HOW TO COMPLETE THIS TASK
When you find the line with "labels accept themselves." among the records below, reproduce it and each line after it exactly, ending with the line with "normalize(name) == wanted)".

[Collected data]
···
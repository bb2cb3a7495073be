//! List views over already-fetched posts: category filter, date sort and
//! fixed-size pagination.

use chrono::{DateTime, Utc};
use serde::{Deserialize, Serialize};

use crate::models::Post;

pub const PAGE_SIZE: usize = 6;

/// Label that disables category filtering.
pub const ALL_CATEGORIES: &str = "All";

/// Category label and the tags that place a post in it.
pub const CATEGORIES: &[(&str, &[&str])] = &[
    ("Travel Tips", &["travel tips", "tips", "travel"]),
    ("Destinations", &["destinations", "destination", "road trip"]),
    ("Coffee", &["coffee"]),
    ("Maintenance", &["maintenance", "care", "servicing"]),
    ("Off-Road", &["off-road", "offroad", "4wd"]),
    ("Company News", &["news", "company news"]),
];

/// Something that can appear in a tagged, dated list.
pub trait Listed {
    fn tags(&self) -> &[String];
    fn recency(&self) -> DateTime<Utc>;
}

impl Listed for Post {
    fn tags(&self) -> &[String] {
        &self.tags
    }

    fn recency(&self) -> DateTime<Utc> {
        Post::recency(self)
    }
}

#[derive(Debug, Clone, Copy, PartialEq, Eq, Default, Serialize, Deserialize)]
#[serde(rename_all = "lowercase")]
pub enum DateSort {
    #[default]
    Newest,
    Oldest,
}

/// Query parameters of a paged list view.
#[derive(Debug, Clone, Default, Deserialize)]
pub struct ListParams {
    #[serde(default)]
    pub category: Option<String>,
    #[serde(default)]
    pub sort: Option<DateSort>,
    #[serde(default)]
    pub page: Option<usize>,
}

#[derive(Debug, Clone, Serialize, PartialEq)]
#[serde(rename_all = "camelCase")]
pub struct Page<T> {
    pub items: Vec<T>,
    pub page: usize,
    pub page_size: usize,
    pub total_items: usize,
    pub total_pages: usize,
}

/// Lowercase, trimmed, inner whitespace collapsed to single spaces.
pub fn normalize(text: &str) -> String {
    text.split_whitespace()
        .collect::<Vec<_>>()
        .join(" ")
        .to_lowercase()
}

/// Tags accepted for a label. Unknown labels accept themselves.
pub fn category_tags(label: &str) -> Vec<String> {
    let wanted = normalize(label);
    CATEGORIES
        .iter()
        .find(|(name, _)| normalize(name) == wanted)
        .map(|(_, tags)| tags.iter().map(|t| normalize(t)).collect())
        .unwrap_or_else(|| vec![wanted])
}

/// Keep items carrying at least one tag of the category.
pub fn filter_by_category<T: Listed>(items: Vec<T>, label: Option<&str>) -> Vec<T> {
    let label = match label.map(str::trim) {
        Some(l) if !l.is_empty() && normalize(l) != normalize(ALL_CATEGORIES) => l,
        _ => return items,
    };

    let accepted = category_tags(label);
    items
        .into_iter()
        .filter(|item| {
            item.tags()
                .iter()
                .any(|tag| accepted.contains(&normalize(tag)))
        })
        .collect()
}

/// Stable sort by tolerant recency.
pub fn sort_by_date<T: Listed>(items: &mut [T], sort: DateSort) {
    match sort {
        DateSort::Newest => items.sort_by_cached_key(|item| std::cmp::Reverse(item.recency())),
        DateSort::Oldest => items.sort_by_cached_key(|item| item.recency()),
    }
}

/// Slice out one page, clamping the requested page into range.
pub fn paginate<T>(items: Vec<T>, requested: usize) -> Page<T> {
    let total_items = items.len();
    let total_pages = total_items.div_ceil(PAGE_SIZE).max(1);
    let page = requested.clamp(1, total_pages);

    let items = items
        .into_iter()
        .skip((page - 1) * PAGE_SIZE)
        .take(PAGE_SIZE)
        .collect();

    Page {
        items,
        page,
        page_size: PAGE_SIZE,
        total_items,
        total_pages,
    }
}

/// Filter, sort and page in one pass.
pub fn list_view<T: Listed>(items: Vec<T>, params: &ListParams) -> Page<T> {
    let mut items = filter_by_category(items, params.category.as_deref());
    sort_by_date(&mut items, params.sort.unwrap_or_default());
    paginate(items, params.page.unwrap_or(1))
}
···
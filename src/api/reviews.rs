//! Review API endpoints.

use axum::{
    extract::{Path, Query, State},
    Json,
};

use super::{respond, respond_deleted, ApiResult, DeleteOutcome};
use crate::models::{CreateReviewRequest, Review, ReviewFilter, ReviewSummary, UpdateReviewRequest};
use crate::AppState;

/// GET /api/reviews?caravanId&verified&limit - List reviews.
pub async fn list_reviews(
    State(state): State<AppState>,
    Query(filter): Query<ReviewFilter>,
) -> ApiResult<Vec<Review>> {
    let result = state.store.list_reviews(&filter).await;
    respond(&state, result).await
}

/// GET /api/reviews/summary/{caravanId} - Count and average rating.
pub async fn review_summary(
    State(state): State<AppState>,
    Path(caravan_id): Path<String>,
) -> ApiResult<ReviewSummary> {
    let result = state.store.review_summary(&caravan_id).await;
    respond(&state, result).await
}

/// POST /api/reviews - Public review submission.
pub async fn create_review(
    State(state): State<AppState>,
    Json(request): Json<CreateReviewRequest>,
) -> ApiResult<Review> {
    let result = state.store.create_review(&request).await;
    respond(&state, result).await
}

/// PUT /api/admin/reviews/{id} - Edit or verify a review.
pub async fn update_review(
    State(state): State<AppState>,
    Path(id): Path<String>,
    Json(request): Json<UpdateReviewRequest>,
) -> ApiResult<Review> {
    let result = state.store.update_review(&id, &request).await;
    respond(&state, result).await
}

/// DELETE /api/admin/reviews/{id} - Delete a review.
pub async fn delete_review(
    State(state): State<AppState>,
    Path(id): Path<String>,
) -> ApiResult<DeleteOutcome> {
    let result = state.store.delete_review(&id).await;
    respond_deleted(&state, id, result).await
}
···
TASK RESULT
/// Tags accepted for a label. Unknown labels accept themselves.
pub fn category_tags(label: &str) -> Vec<String> {
    let wanted = normalize(label);
    CATEGORIES
        .iter()
        .find(|(name, _)| normalize(name) == wanted)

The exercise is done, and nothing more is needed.